| What you should do |
The reply has to contain each record exactly as written.

►

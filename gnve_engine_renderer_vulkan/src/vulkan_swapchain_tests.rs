//! Unit tests for swapchain negotiation helpers
//!
//! Pure functions only; the device-backed paths are covered by the ignored
//! integration tests.

use super::*;

fn format(format: vk::Format, color_space: vk::ColorSpaceKHR) -> vk::SurfaceFormatKHR {
    vk::SurfaceFormatKHR { format, color_space }
}

fn key(format: Option<vk::SurfaceFormatKHR>) -> Option<(vk::Format, vk::ColorSpaceKHR)> {
    format.map(|f| (f.format, f.color_space))
}

fn capabilities(min: u32, max: u32) -> vk::SurfaceCapabilitiesKHR {
    vk::SurfaceCapabilitiesKHR {
        min_image_count: min,
        max_image_count: max,
        current_extent: vk::Extent2D {
            width: u32::MAX,
            height: u32::MAX,
        },
        min_image_extent: vk::Extent2D { width: 1, height: 1 },
        max_image_extent: vk::Extent2D {
            width: 4096,
            height: 4096,
        },
        ..Default::default()
    }
}

// ============================================================================
// SURFACE FORMAT
// ============================================================================

#[test]
fn test_preferred_surface_format_wins() {
    let available = [
        format(vk::Format::R8G8B8A8_UNORM, vk::ColorSpaceKHR::SRGB_NONLINEAR),
        format(vk::Format::B8G8R8A8_SRGB, vk::ColorSpaceKHR::SRGB_NONLINEAR),
    ];
    assert_eq!(key(negotiate_surface_format(&available)), key(Some(PREFERRED_SURFACE_FORMAT)));
}

#[test]
fn test_surface_format_falls_back_to_first() {
    let available = [
        format(vk::Format::A2B10G10R10_UNORM_PACK32, vk::ColorSpaceKHR::SRGB_NONLINEAR),
        format(vk::Format::R8G8B8A8_UNORM, vk::ColorSpaceKHR::SRGB_NONLINEAR),
    ];
    assert_eq!(key(negotiate_surface_format(&available)), key(Some(available[0])));
}

#[test]
fn test_preferred_format_needs_matching_color_space() {
    let available = [
        format(vk::Format::R8G8B8A8_UNORM, vk::ColorSpaceKHR::SRGB_NONLINEAR),
        format(vk::Format::B8G8R8A8_SRGB, vk::ColorSpaceKHR::DISPLAY_P3_NONLINEAR_EXT),
    ];
    assert_eq!(key(negotiate_surface_format(&available)), key(Some(available[0])));
}

#[test]
fn test_no_surface_formats() {
    assert!(negotiate_surface_format(&[]).is_none());
}

// ============================================================================
// PRESENT MODE
// ============================================================================

#[test]
fn test_mailbox_preferred() {
    let modes = [vk::PresentModeKHR::FIFO, vk::PresentModeKHR::MAILBOX, vk::PresentModeKHR::IMMEDIATE];
    assert_eq!(negotiate_present_mode(&modes), vk::PresentModeKHR::MAILBOX);
}

#[test]
fn test_fifo_fallback() {
    let modes = [vk::PresentModeKHR::IMMEDIATE, vk::PresentModeKHR::FIFO_RELAXED];
    assert_eq!(negotiate_present_mode(&modes), vk::PresentModeKHR::FIFO);
    assert_eq!(negotiate_present_mode(&[]), vk::PresentModeKHR::FIFO);
}

// ============================================================================
// IMAGE COUNT / EXTENT
// ============================================================================

#[test]
fn test_image_count_uses_requested_when_in_range() {
    assert_eq!(negotiate_image_count(&capabilities(2, 8), 2), 2);
    assert_eq!(negotiate_image_count(&capabilities(1, 8), 3), 3);
}

#[test]
fn test_image_count_raised_to_surface_min() {
    assert_eq!(negotiate_image_count(&capabilities(3, 8), 2), 3);
}

#[test]
fn test_image_count_clamped_to_max() {
    assert_eq!(negotiate_image_count(&capabilities(2, 3), 5), 3);
}

#[test]
fn test_image_count_unbounded_max() {
    assert_eq!(negotiate_image_count(&capabilities(2, 0), 6), 6);
}

#[test]
fn test_image_count_is_stable_across_identical_queries() {
    let caps = capabilities(2, 8);
    assert_eq!(negotiate_image_count(&caps, 2), negotiate_image_count(&caps, 2));
}

#[test]
fn test_extent_uses_window_size_when_surface_is_flexible() {
    let extent = clamp_extent(&capabilities(2, 3), Extent2D::new(1280, 720));
    assert_eq!((extent.width, extent.height), (1280, 720));
}

#[test]
fn test_extent_clamped_to_surface_limits() {
    let extent = clamp_extent(&capabilities(2, 3), Extent2D::new(10_000, 0));
    assert_eq!((extent.width, extent.height), (4096, 1));
}

#[test]
fn test_fixed_surface_extent_wins() {
    let mut caps = capabilities(2, 3);
    caps.current_extent = vk::Extent2D {
        width: 800,
        height: 600,
    };
    let extent = clamp_extent(&caps, Extent2D::new(1024, 768));
    assert_eq!((extent.width, extent.height), (800, 600));
}

// ============================================================================
// DEPTH FORMAT
// ============================================================================

fn depth_support(supported: &'static [vk::Format]) -> impl Fn(vk::Format) -> vk::FormatProperties {
    move |format| {
        let mut props = vk::FormatProperties::default();
        if supported.contains(&format) {
            props.optimal_tiling_features = vk::FormatFeatureFlags::DEPTH_STENCIL_ATTACHMENT;
        }
        props
    }
}

#[test]
fn test_depth_prefers_d32() {
    let found = find_depth_format(depth_support(&[vk::Format::D24_UNORM_S8_UINT, vk::Format::D32_SFLOAT]));
    assert_eq!(found, Some(vk::Format::D32_SFLOAT));
}

#[test]
fn test_depth_falls_through_preference_list() {
    assert_eq!(
        find_depth_format(depth_support(&[vk::Format::D32_SFLOAT_S8_UINT, vk::Format::D24_UNORM_S8_UINT])),
        Some(vk::Format::D32_SFLOAT_S8_UINT)
    );
    assert_eq!(
        find_depth_format(depth_support(&[vk::Format::D24_UNORM_S8_UINT])),
        Some(vk::Format::D24_UNORM_S8_UINT)
    );
}

#[test]
fn test_depth_ignores_linear_only_support() {
    let linear_only = |_format: vk::Format| vk::FormatProperties {
        linear_tiling_features: vk::FormatFeatureFlags::DEPTH_STENCIL_ATTACHMENT,
        ..Default::default()
    };
    assert_eq!(find_depth_format(linear_only), None);
}

#[test]
fn test_stencil_formats_get_both_aspects() {
    assert_eq!(depth_aspect(vk::Format::D32_SFLOAT), vk::ImageAspectFlags::DEPTH);
    assert!(depth_aspect(vk::Format::D24_UNORM_S8_UINT).contains(vk::ImageAspectFlags::STENCIL));
    assert!(has_stencil(vk::Format::D32_SFLOAT_S8_UINT));
    assert!(!has_stencil(vk::Format::D32_SFLOAT));
}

◄

| Your solution |
filename gnve_engine_renderer_vulkan/src/vulkan_swapchain_tests.rs
//! Unit tests for swapchain negotiation helpers
//!
//! Pure functions only; the device-backed paths are covered by the ignored
//! integration tests.

use super::*;

fn format(format: vk::Format, color_space: vk::ColorSpaceKHR) -> vk::SurfaceFormatKHR {
    vk::SurfaceFormatKHR { format, color_space }
}

fn key(format: Option<vk::SurfaceFormatKHR>) -> Option<(vk::Format, vk::ColorSpaceKHR)> {
    format.map(|f| (f.format, f.color_space))
}

fn capabilities(min: u32, max: u32) -> vk::SurfaceCapabilitiesKHR {
    vk::SurfaceCapabilitiesKHR {
        min_image_count: min,
        max_image_count: max,
        current_extent: vk::Extent2D {
            width: u32::MAX,
            height: u32::MAX,
        },
        min_image_extent: vk::Extent2D { width: 1, height: 1 },
        max_image_extent: vk::Extent2D {
            width: 4096,
            height: 4096,
        },
        ..Default::default()
    }
}

// ============================================================================
// SURFACE FORMAT
// ============================================================================

#[test]
fn test_preferred_surface_format_wins() {
    let available = [
        format(vk::Format::R8G8B8A8_UNORM, vk::ColorSpaceKHR::SRGB_NONLINEAR),
        format(vk::Format::B8G8R8A8_SRGB, vk::ColorSpaceKHR::SRGB_NONLINEAR),
    ];
    assert_eq!(key(negotiate_surface_format(&available)), key(Some(PREFERRED_SURFACE_FORMAT)));
}

#[test]
fn test_surface_format_falls_back_to_first() {
    let available = [
        format(vk::Format::A2B10G10R10_UNORM_PACK32, vk::ColorSpaceKHR::SRGB_NONLINEAR),
        format(vk::Format::R8G8B8A8_UNORM, vk::ColorSpaceKHR::SRGB_NONLINEAR),
    ];
    assert_eq!(key(negotiate_surface_format(&available)), key(Some(available[0])));
}

#[test]
fn test_preferred_format_needs_matching_color_space() {
    let available = [
        format(vk::Format::R8G8B8A8_UNORM, vk::ColorSpaceKHR::SRGB_NONLINEAR),
        format(vk::Format::B8G8R8A8_SRGB, vk::ColorSpaceKHR::DISPLAY_P3_NONLINEAR_EXT),
    ];
    assert_eq!(key(negotiate_surface_format(&available)), key(Some(available[0])));
}

#[test]
fn test_no_surface_formats() {
    assert!(negotiate_surface_format(&[]).is_none());
}

// ============================================================================
// PRESENT MODE
// ============================================================================

#[test]
fn test_mailbox_preferred() {
    let modes = [vk::PresentModeKHR::FIFO, vk::PresentModeKHR::MAILBOX, vk::PresentModeKHR::IMMEDIATE];
    assert_eq!(negotiate_present_mode(&modes), vk::PresentModeKHR::MAILBOX);
}

#[test]
fn test_fifo_fallback() {
    let modes = [vk::PresentModeKHR::IMMEDIATE, vk::PresentModeKHR::FIFO_RELAXED];
    assert_eq!(negotiate_present_mode(&modes), vk::PresentModeKHR::FIFO);
    assert_eq!(negotiate_present_mode(&[]), vk::PresentModeKHR::FIFO);
}

// ============================================================================
// IMAGE COUNT / EXTENT
// ============================================================================

#[test]
fn test_image_count_uses_requested_when_in_range() {
    assert_eq!(negotiate_image_count(&capabilities(2, 8), 2), 2);
    assert_eq!(negotiate_image_count(&capabilities(1, 8), 3), 3);
}

#[test]
fn test_image_count_raised_to_surface_min() {
    assert_eq!(negotiate_image_count(&capabilities(3, 8), 2), 3);
}

#[test]
fn test_image_count_clamped_to_max() {
    assert_eq!(negotiate_image_count(&capabilities(2, 3), 5), 3);
}

#[test]
fn test_image_count_unbounded_max() {
    assert_eq!(negotiate_image_count(&capabilities(2, 0), 6), 6);
}

#[test]
fn test_image_count_is_stable_across_identical_queries() {
    let caps = capabilities(2, 8);
    assert_eq!(negotiate_image_count(&caps, 2), negotiate_image_count(&caps, 2));
}

#[test]
fn test_extent_uses_window_size_when_surface_is_flexible() {
    let extent = clamp_extent(&capabilities(2, 3), Extent2D::new(1280, 720));
    assert_eq!((extent.width, extent.height), (1280, 720));
}

#[test]
fn test_extent_clamped_to_surface_limits() {
    let extent = clamp_extent(&capabilities(2, 3), Extent2D::new(10_000, 0));
    assert_eq!((extent.width, extent.height), (4096, 1));
}

#[test]
fn test_fixed_surface_extent_wins() {
    let mut caps = capabilities(2, 3);
    caps.current_extent = vk::Extent2D {
        width: 800,
        height: 600,
    };
    let extent = clamp_extent(&caps, Extent2D::new(1024, 768));
    assert_eq!((extent.width, extent.height), (800, 600));
}

// ============================================================================
// DEPTH FORMAT
// ============================================================================

fn depth_support(supported: &'static [vk::Format]) -> impl Fn(vk::Format) -> vk::FormatProperties {
    move |format| {
        let mut props = vk::FormatProperties::default();
        if supported.contains(&format) {
            props.optimal_tiling_features = vk::FormatFeatureFlags::DEPTH_STENCIL_ATTACHMENT;
        }
        props
    }
}

#[test]
fn test_depth_prefers_d32() {
    let found = find_depth_format(depth_support(&[vk::Format::D24_UNORM_S8_UINT, vk::Format::D32_SFLOAT]));
    assert_eq!(found, Some(vk::Format::D32_SFLOAT));
}

#[test]
fn test_depth_falls_through_preference_list() {
    assert_eq!(
        find_depth_format(depth_support(&[vk::Format::D32_SFLOAT_S8_UINT, vk::Format::D24_UNORM_S8_UINT])),
        Some(vk::Format::D32_SFLOAT_S8_UINT)
    );
    assert_eq!(
        find_depth_format(depth_support(&[vk::Format::D24_UNORM_S8_UINT])),
        Some(vk::Format::D24_UNORM_S8_UINT)
    );
}

#[test]
fn test_depth_ignores_linear_only_support() {
    let linear_only = |_format: vk::Format| vk::FormatProperties {
        linear_tiling_features: vk::FormatFeatureFlags::DEPTH_STENCIL_ATTACHMENT,
        ..Default::default()
    };
    assert_eq!(find_depth_format(linear_only), None);
}

#[test]
fn test_stencil_formats_get_both_aspects() {
    assert_eq!(depth_aspect(vk::Format::D32_SFLOAT), vk::ImageAspectFlags::DEPTH);
    assert!(depth_aspect(vk::Format::D24_UNORM_S8_UINT).contains(vk::ImageAspectFlags::STENCIL));
    assert!(has_stencil(vk::Format::D32_SFLOAT_S8_UINT));
    assert!(!has_stencil(vk::Format::D32_SFLOAT));
}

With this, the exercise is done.